> **Information**:
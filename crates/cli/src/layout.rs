//! Subcommand bodies: load the save and the scene snapshot, drive a
//! [`Session`], print or write the result.

use std::collections::BTreeMap;
use std::path::{Path, PathBuf};

use serde::Serialize;

use layoutkeeper_recon::classify::area_partition;
use layoutkeeper_recon::export::import_link;
use layoutkeeper_recon::model::{HousingArea, HousingItem, ReconSummary};
use layoutkeeper_recon::scene::LiveScene;
use layoutkeeper_recon::source::{JsonLayoutFile, LayoutSink};
use layoutkeeper_recon::{Partition, ReconConfig, SceneTable, Session};

use crate::exit_codes::{EXIT_CONFIG, EXIT_ERROR, EXIT_IMPORT, EXIT_LAYOUT_DRIFT, EXIT_WRITE};
use crate::{CliError, ConfigCommands};

// ---------------------------------------------------------------------------
// IO helpers
// ---------------------------------------------------------------------------

fn open_session(path: &Path) -> Result<Session, CliError> {
    let mut session = Session::new();
    session.load(&JsonLayoutFile::new(path))?;
    Ok(session)
}

fn open_scene(path: &Path) -> Result<SceneTable, CliError> {
    let json = std::fs::read_to_string(path).map_err(|e| {
        CliError::with_code(EXIT_IMPORT, format!("cannot read {}: {e}", path.display()))
    })?;
    SceneTable::from_json(&json).map_err(|e| {
        CliError::from(e).with_hint("a scene snapshot needs \"area\" and an \"objects\" array")
    })
}

fn write_scene(path: &Path, scene: &SceneTable) -> Result<(), CliError> {
    let json = serde_json::to_string_pretty(&scene.to_snapshot())
        .map_err(|e| CliError::with_code(EXIT_ERROR, format!("JSON serialization error: {e}")))?;
    std::fs::write(path, json).map_err(|e| {
        CliError::with_code(EXIT_WRITE, format!("cannot write {}: {e}", path.display()))
    })
}

fn save_session(session: &Session, path: &Path) -> Result<(), CliError> {
    JsonLayoutFile::new(path).save(&session.saved_layout())?;
    Ok(())
}

fn print_json<T: Serialize>(value: &T) -> Result<(), CliError> {
    let json = serde_json::to_string_pretty(value)
        .map_err(|e| CliError::with_code(EXIT_ERROR, format!("JSON serialization error: {e}")))?;
    println!("{json}");
    Ok(())
}

/// Lists that live in a save file. `unused` only exists after a reconcile.
fn saved_list(partition: Partition) -> Result<Partition, CliError> {
    if partition == Partition::Unused {
        return Err(CliError::args("the unused list is not stored in a layout file")
            .with_hint("use --list interior or --list exterior"));
    }
    Ok(partition)
}

// ---------------------------------------------------------------------------
// Output shapes
// ---------------------------------------------------------------------------

#[derive(Serialize)]
struct ItemRow<'a> {
    index: usize,
    item_key: u32,
    name: &'a str,
    x: f32,
    y: f32,
    z: f32,
    rotate: f32,
    stain: u32,
    material_item_key: u32,
    live: Option<String>,
    correct_location: bool,
    correct_rotation: bool,
    dye_match: bool,
}

impl<'a> ItemRow<'a> {
    fn new(index: usize, item: &'a HousingItem) -> Self {
        Self {
            index,
            item_key: item.item_key,
            name: &item.name,
            x: item.pose.x,
            y: item.pose.y,
            z: item.pose.z,
            rotate: item.pose.rotate,
            stain: item.stain,
            material_item_key: item.material_item_key,
            live: item.live.map(|h| h.to_string()),
            correct_location: item.correct_location,
            correct_rotation: item.correct_rotation,
            dye_match: item.dye_match,
        }
    }
}

#[derive(Serialize)]
struct ReconcileOutput<'a> {
    summary: &'a ReconSummary,
    interior: Vec<ItemRow<'a>>,
    exterior: Vec<ItemRow<'a>>,
    unused: Vec<ItemRow<'a>>,
}

fn rows(items: &[HousingItem]) -> Vec<ItemRow<'_>> {
    items.iter().enumerate().map(|(i, item)| ItemRow::new(i, item)).collect()
}

fn status(partition: Partition, item: &HousingItem) -> &'static str {
    if partition == Partition::Unused {
        "unused"
    } else if item.is_missing() {
        "missing"
    } else if !item.correct_location {
        "moved"
    } else if !item.correct_rotation {
        "rotated"
    } else if !item.dye_match {
        "dye"
    } else {
        "ok"
    }
}

fn print_list(partition: Partition, items: &[HousingItem]) {
    println!("{partition} ({})", items.len());
    for (i, item) in items.iter().enumerate() {
        let p = &item.pose;
        println!(
            "  {i:>3}  {:<8} {:<28} {:>8.2} {:>8.2} {:>8.2} {:>7.3}",
            status(partition, item),
            item.name,
            p.x,
            p.y,
            p.z,
            p.rotate
        );
    }
}

fn drift(summary: &ReconSummary) -> usize {
    summary.missing + summary.misplaced + summary.misrotated + summary.dye_mismatches
}

// ---------------------------------------------------------------------------
// Commands
// ---------------------------------------------------------------------------

pub fn cmd_reconcile(
    config: &ReconConfig,
    layout: PathBuf,
    scene: PathBuf,
    json: bool,
    strict: bool,
) -> Result<(), CliError> {
    let mut session = open_session(&layout)?;
    let scene = open_scene(&scene)?;
    let summary = session.reconcile(&scene, config)?;

    if json {
        print_json(&ReconcileOutput {
            summary: &summary,
            interior: rows(session.items(Partition::Interior)),
            exterior: rows(session.items(Partition::Exterior)),
            unused: rows(session.items(Partition::Unused)),
        })?;
    } else {
        let active = area_partition(scene.area());
        print_list(active, session.items(active));
        print_list(Partition::Unused, session.items(Partition::Unused));
        println!(
            "{}: {} matched, {} missing, {} unused, {} moved, {} rotated, {} dye",
            scene.area(),
            summary.matched,
            summary.missing,
            summary.unused,
            summary.misplaced,
            summary.misrotated,
            summary.dye_mismatches
        );
    }

    if strict && drift(&summary) > 0 {
        return Err(CliError::with_code(
            EXIT_LAYOUT_DRIFT,
            format!("{} saved items are missing or out of place", drift(&summary)),
        )
        .with_hint("run `lk apply` to move matched furniture back"));
    }
    Ok(())
}

pub fn cmd_apply(
    config: &ReconConfig,
    layout: PathBuf,
    scene_path: PathBuf,
    dyes: bool,
    output: Option<PathBuf>,
    json: bool,
) -> Result<(), CliError> {
    let mut session = open_session(&layout)?;
    let mut scene = open_scene(&scene_path)?;

    let report = if dyes {
        session.apply_dyes(&mut scene, config)?
    } else {
        session.apply_layout(&mut scene, config)?
    };

    if let Some(out) = &output {
        write_scene(out, &scene)?;
    }

    if json {
        print_json(&report)?;
    } else {
        let verb = if dyes { "dyed" } else { "moved" };
        println!(
            "{} {verb}, {} already correct, {} missing",
            report.written, report.already_correct, report.missing
        );
        if report.skipped_floor > 0 {
            println!("{} left alone on disabled floors", report.skipped_floor);
        }
    }
    Ok(())
}

pub fn cmd_set(
    config: &ReconConfig,
    layout: PathBuf,
    scene_path: PathBuf,
    list: Option<Partition>,
    index: usize,
    dye: bool,
    output: Option<PathBuf>,
) -> Result<(), CliError> {
    let mut session = open_session(&layout)?;
    let mut scene = open_scene(&scene_path)?;
    session.reconcile(&scene, config)?;

    let partition = list.unwrap_or_else(|| area_partition(scene.area()));
    if dye {
        session.set_item_dye(partition, index, &mut scene)?;
    } else {
        session.set_item_position(partition, index, &mut scene)?;
    }

    if let Some(out) = &output {
        write_scene(out, &scene)?;
    }

    let name = &session.items(partition)[index].name;
    println!("set {partition} #{index} ({name})");
    Ok(())
}

pub fn cmd_capture(layout: PathBuf, scene_path: PathBuf) -> Result<(), CliError> {
    let mut session = if layout.exists() {
        open_session(&layout)?
    } else {
        Session::new()
    };
    let scene = open_scene(&scene_path)?;

    let count = session.capture(&scene)?;
    save_session(&session, &layout)?;

    println!("captured {count} {} items into {}", scene.area(), layout.display());
    Ok(())
}

pub fn cmd_sort(layout: PathBuf, list: Partition, output: Option<PathBuf>) -> Result<(), CliError> {
    let list = saved_list(list)?;
    let mut session = open_session(&layout)?;
    session.sort(list);

    let out = output.unwrap_or(layout);
    save_session(&session, &out)?;
    println!("sorted {} {list} items", session.items(list).len());
    Ok(())
}

pub fn cmd_clear(
    layout: PathBuf,
    list: Partition,
    fixtures: bool,
    output: Option<PathBuf>,
) -> Result<(), CliError> {
    let list = saved_list(list)?;
    let mut session = open_session(&layout)?;

    if fixtures {
        let area = match list {
            Partition::Interior => HousingArea::Indoors,
            _ => HousingArea::Outdoors,
        };
        session.clear_fixtures(area);
    } else {
        session.clear(list);
    }

    let out = output.unwrap_or(layout);
    save_session(&session, &out)?;
    let what = if fixtures { "fixtures" } else { "items" };
    println!("cleared {list} {what}");
    Ok(())
}

#[derive(Serialize)]
struct ExportRow<'a> {
    item_key: u32,
    name: &'a str,
    count: usize,
}

#[derive(Serialize)]
struct ExportOutput<'a> {
    items: Vec<ExportRow<'a>>,
    link: String,
}

pub fn cmd_export(config: &ReconConfig, layout: PathBuf, json: bool) -> Result<(), CliError> {
    let session = open_session(&layout)?;
    let counts = session.item_counts();

    let mut names: BTreeMap<u32, &str> = BTreeMap::new();
    for item in session
        .items(Partition::Interior)
        .iter()
        .chain(session.items(Partition::Exterior))
    {
        names.entry(item.item_key).or_insert(&item.name);
    }

    let items: Vec<ExportRow> = counts
        .iter()
        .map(|(&item_key, &count)| ExportRow {
            item_key,
            name: names.get(&item_key).copied().unwrap_or(""),
            count,
        })
        .collect();
    let link = import_link(&config.export.base_url, &counts);

    if json {
        print_json(&ExportOutput { items, link })?;
    } else {
        for row in &items {
            println!("{:>8}  {:>4}  {}", row.item_key, row.count, row.name);
        }
        println!("{link}");
    }
    Ok(())
}

pub fn cmd_config(cmd: ConfigCommands, global: Option<PathBuf>) -> Result<(), CliError> {
    let resolved = || {
        global.clone().or_else(ReconConfig::default_path).ok_or_else(|| {
            CliError::with_code(EXIT_CONFIG, "no config directory on this platform")
                .with_hint("pass --config <path>")
        })
    };

    match cmd {
        ConfigCommands::Path => {
            println!("{}", resolved()?.display());
            Ok(())
        }
        ConfigCommands::Validate { path } => {
            let path = match path {
                Some(p) => p,
                None => resolved()?,
            };
            let s = std::fs::read_to_string(&path).map_err(|e| {
                CliError::with_code(EXIT_CONFIG, format!("cannot read {}: {e}", path.display()))
            })?;
            ReconConfig::from_toml(&s)?;
            println!("ok: {}", path.display());
            Ok(())
        }
    }
}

> **Try it**: Return only the number of lines in the data that contain "misrotated".

> **Solution to this task**: 2